初め、朝廷は慕容廆が荒遠の僻地にいるため、なお辺境の豪族として扱っていた。裴嶷が使いとして至り、盛んに慕容廆の威略を言い、また四海の英賢がみなそのために用いられていることを知ると、朝廷全体が見方を改めた。裴嶷が帰還しようとした時、帝は試みに裴嶷を留めて観察しようとした。裴嶷は辞して言った。「臣は代々朝廷の恩を受け、華やかな官省で冠の纓を濯ぎ、事に因って遠く寄寓し、荒遠の地に跡を投じました。今、開泰に遭い、朝廷を拝し、さらに恩 詔 を賜り、すぐに京輦に留まることは、臣の私としては誠に厚幸です。しかし皇居が播遷し、山陵が幽辱されているのを顧みます。慕容龍驤将軍は遠く表に在って、心は王室にあり、慷慨の誠は義が天地を感動させ、まさに中壤を掃平し、皇輿を奉迎しようとしているので、使者を遣わし、万里を隔てて誠を表しているのです。今、臣を留めるならば、必ずや国家がその僻陋を遺棄し、その丹心を孤にし、義を懐く者を懈怠させると言うでしょう。それゆえ微臣は身を忘れて国のためを思い、ひたすら返命に貪っているのです。」帝は言った。「卿の言うとおりである。」そこで裴嶷を帰還させた。慕容廆は後に群僚に言った。「裴長史は中朝で名が重かったが、ここに降り屈した。これは天が孤に授けたのではないか。」裴嶷は出て遼東相となり、転じて楽浪太守となった。
高瞻
高瞻は、字を子前といい、渤海郡蓚県の人である。若くして英爽で俊才があり、身長は八尺二寸であった。 光熙 年間、 尚書 郎に補された。永嘉の乱に属し、郷里に戻ると、父老と議して言った。「今、皇綱は振るわず、兵革が雲のように乱れている。この郡は沃壌で、河海に憑り固めているが、兵乱や凶作の年には必ず寇の庭となり、安寧を図る所とは言えない。王彭祖が先に幽州・薊に在り、燕・代の資を拠り、兵強く国富んでおり、託すことができる。諸君はどう思うか。」衆はみなこれを良しとした。そこで叔父の隠とともに数千家を率いて北に幽州に移った。やがて王浚の政令に恒常性がないため、崔毖に依り、崔毖について遼東へ行った。

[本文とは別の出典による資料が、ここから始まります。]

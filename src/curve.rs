use std::collections::HashMap;

use crate::foundation::core::Rgba8;
use crate::render::scene::{DrawableId, Layer};
use crate::segment::{PitchSegment, SegmentKey, SegmentMap};

/// Which of the two curves a [`PitchLine`] is.
#[derive(
    Clone, Copy, Debug, PartialEq, Eq, Hash, PartialOrd, Ord, serde::Serialize, serde::Deserialize,
)]
#[serde(rename_all = "snake_case")]
pub enum CurveKind {
    /// Pitch derived from audio guides; drawn behind.
    Reference,
    /// User-edited pitch; drawn in front.
    Editable,
}

impl CurveKind {
    /// Both curves, back to front.
    pub const ALL: [CurveKind; 2] = [CurveKind::Reference, CurveKind::Editable];

    /// Scene layer this curve's drawables live in.
    pub fn layer(self) -> Layer {
        match self {
            CurveKind::Reference => Layer::Reference,
            CurveKind::Editable => Layer::Editable,
        }
    }
}

/// A visual pitch layer: desired segments plus the drawables realizing them.
///
/// After [`crate::reconcile`] the drawable keys equal the segment keys exactly.
#[derive(Debug)]
pub struct PitchLine {
    kind: CurveKind,
    color: Rgba8,
    width: f32,
    segments: SegmentMap,
    drawables: HashMap<SegmentKey, DrawableId>,
}

impl PitchLine {
    /// Empty curve.
    pub fn new(kind: CurveKind, color: Rgba8, width: f32) -> Self {
        Self {
            kind,
            color,
            width,
            segments: SegmentMap::new(),
            drawables: HashMap::new(),
        }
    }

    /// Curve identity.
    pub fn kind(&self) -> CurveKind {
        self.kind
    }

    /// Current stroke color.
    pub fn color(&self) -> Rgba8 {
        self.color
    }

    /// Fixed stroke width.
    pub fn width(&self) -> f32 {
        self.width
    }

    /// Change the stroke color. Returns `true` if it changed.
    pub fn set_color(&mut self, color: Rgba8) -> bool {
        if self.color == color {
            return false;
        }
        self.color = color;
        true
    }

    /// Desired state.
    pub fn segments(&self) -> &SegmentMap {
        &self.segments
    }

    /// Segment for `key`, if desired.
    pub fn segment(&self, key: &SegmentKey) -> Option<&PitchSegment> {
        self.segments.get(key)
    }

    /// Realized state.
    pub fn drawables(&self) -> &HashMap<SegmentKey, DrawableId> {
        &self.drawables
    }

    /// Replace the desired state wholesale; drawables are untouched until reconciliation.
    pub fn replace_segments(&mut self, segments: SegmentMap) {
        self.segments = segments;
    }

    /// `true` when every segment has a drawable and vice versa.
    pub fn is_reconciled(&self) -> bool {
        self.segments.len() == self.drawables.len()
            && self.segments.keys().all(|k| self.drawables.contains_key(k))
    }

    pub(crate) fn parts_mut(&mut self) -> (&SegmentMap, &mut HashMap<SegmentKey, DrawableId>) {
        (&self.segments, &mut self.drawables)
    }

    /// Drop both maps. Drawables must already be destroyed in the scene.
    pub(crate) fn release(&mut self) {
        self.segments.clear();
        self.drawables.clear();
    }
}

#[cfg(test)]
#[path = "../tests/unit/curve.rs"]
mod tests;
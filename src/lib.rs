//! Pitchline draws a reference and an editable pitch curve on a scrolling, zoomable timeline,
//! redrawing only what changed.
//!
//! The pipeline, leaf to root:
//!
//! - derive a dense per-frame pitch array ([`ReferenceRequest`], [`EditableRequest`])
//! - split it into [`PitchSegment`]s and key each by content ([`SegmentKey`])
//! - [`reconcile`] a curve's drawables against its segments, reusing freed ones
//! - lay drawables out through the [`Viewport`] and present at a capped rate
//!
//! [`PitchCanvas`] wires these together; [`ProjectSnapshot`] loads host state from JSON.
#![forbid(unsafe_code)]

mod foundation;

pub mod curve;
pub mod derive;
pub mod project;
pub mod render;
pub mod segment;
pub mod session;
pub mod timeline;

pub use crate::foundation::core::{
    BezPath, FrameRate, NO_PITCH, Point, Rgba8, Theme, ViewportSize, has_pitch,
};
pub use crate::foundation::error::{PitchError, PitchResult};
pub use crate::foundation::math::{freq_to_note, note_to_freq};

pub use crate::curve::{CurveKind, PitchLine};
pub use crate::derive::{
    AudioGuide, DeriveRequest, EditableRequest, PhonemeClass, PhonemeSpan, PreviewEdit,
    ReferenceRequest, derive_segments,
};
pub use crate::project::{ProjectSnapshot, TrackState, ViewState};
pub use crate::render::{
    DrawableId, PathBackend, Polyline, PolylineBackend, PresentStats, PresentedFrame,
    ReconcileStats, Scene, reconcile,
};
pub use crate::segment::{PitchPoint, PitchSegment, SegmentKey, SegmentMap};
pub use crate::session::{CanvasOpts, CurveFeed, FrameOutcome, GateOutcome, PitchCanvas};
pub use crate::timeline::{PixelAxis, TempoMap, TimeAxis, Viewport};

崔毖が三国と謀って慕容廆を伐とうとした時、高瞻は固く諫めて不可であるとしたが、崔毖は従わなかった。崔毖が敗走した後、高瞻は衆に従って慕容廆に降った。慕容廆は彼を将軍に任命したが、高瞻は病気と称して起き上がらなかった。慕容廆はその姿器を敬い、たびたび見舞いに行き、その胸を撫でて言った。「君の病はここにある。他の所ではない。今、天子が播越し、四海が分崩し、蒼生が紛擾して、何に繋ぐべきか知らない。孤は諸君とともに帝室を匡復し、二京の鯨豕を翦り、天子を呉・会に迎え、八表を廓清し、古の烈の勲に倣おうと思う。これが孤の心であり、孤の願いである。君は中州の大族で、冠冕の余りである。痛心疾首し、戈を枕にして旦を待つべきである。どうして華夷の異なることを以て、介然たる思いを懐くのか。かつて大禹は西 羌 より出で、文王は東夷に生まれた。ただ志略がどうであるかを問うだけで、どうして殊俗であるからといって心を降すことができないというのか。」高瞻はなお病気が重いと辞し、慕容廆は深く不平に思った。高瞻はまた宋該と不和があり、宋該は陰で慕容廆に彼を除くよう勧めた。高瞻はその言葉を聞き、ますます不安を覚え、ついに憂いで死んだ。